The key of course is that SpringSource rides on the popularity of the Spring framework around which the company was founded. The company claims the Spring framework now shows up in roughly half of all Java installations. Its success is attributable to the way that Spring simplifies deployment to Java EE. But as popular as the Spring framework is, as an open source company, SpringSource monetizes only a fraction of al Spring framework deployments. So over the past few years it has been surrounding the framework with a stack of lightweight technologies that complement it, encompassing the:
• Tomcat servlet container (a lightweight Java server) and the newer DM server that is based on OSGi technology.

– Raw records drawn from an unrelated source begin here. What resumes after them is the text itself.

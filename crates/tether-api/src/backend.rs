use async_trait::async_trait;

use tether_core::ids::{AgentId, SessionId};
use tether_core::message::ChatMessage;
use tether_core::session::Session;

use crate::error::ApiError;
use crate::types::{AgentProfile, FeedbackUpsert, SendMessageRequest, SendMessageResponse};

/// The request/response collaborator: session CRUD, the fallback send path,
/// feedback upsert and the agent roster. The engine only talks to this
/// trait; production uses `HttpBackend`, tests use `MockBackend`.
#[async_trait]
pub trait Backend: Send + Sync {
    async fn list_sessions(&self) -> Result<Vec<Session>, ApiError>;

    async fn create_session(&self, agent_id: Option<&AgentId>) -> Result<Session, ApiError>;

    async fn get_session(&self, id: &SessionId) -> Result<Session, ApiError>;

    async fn delete_session(&self, id: &SessionId) -> Result<(), ApiError>;

    async fn list_messages(&self, id: &SessionId) -> Result<Vec<ChatMessage>, ApiError>;

    /// Single-shot send. No retries at this layer: a retry is an explicit
    /// caller action, under a fresh message id.
    async fn send_message(
        &self,
        session_id: &SessionId,
        request: SendMessageRequest,
    ) -> Result<SendMessageResponse, ApiError>;

    async fn upsert_feedback(&self, request: FeedbackUpsert) -> Result<(), ApiError>;

    async fn list_agents(&self) -> Result<Vec<AgentProfile>, ApiError>;
}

• Hyperic as the management stack;
• Groovy and Grails, which provides dynamic scripting that is native to the JVM, and an accompanying framework to make Groovy programming easy; and
• Cloud Foundry, which provided SpringSource the technology to mount its offerings in the cloud.
From a mercenary standpoint, putting all the pieces out in a cloud enables SpringSource to more thoroughly monetize the open source assets that otherwise gain revenue stream through support subscriptions.
But in another sense, you could consider the SpringSource’s Cloud Foundry as the Java equivalent of what Microsoft plans to do with Azure. In both cases, the goal is Platform-as-a-Service offerings based on familiar technology (Java, .NET) that can run in and outside the cloud. Microsoft calls it Software + Services. What both also have in common is that they are still in preview and not likely to go GA until next year.
But beyond the fact that SpringSource’s offering is Java-based, the combination with VMware adds yet a more basic differentiator. While Microsoft Azure is an attempt to preserve the Windows and Microsoft Office franchise, when you add VMware to the mix, the goal on SpringSource’s side is to make the OS irrelevant.
There are other intriguing possibilities with the link to VMware such as the possibility that some of the principles of the Spring framework (e.g., dependency injection, which abstract dependencies so developers don’t have to worry about writing all the necessary configuration files) might be applied to managing virtualization, which untamed, could become quite a beast to manage. And as we mentioned last week in the wake of the VMware announcement, SpringSource could do with some JVM virtualization so that each time you need to stretch the processing of Java objects., that you don’t have to blindly sprawl out another VM container.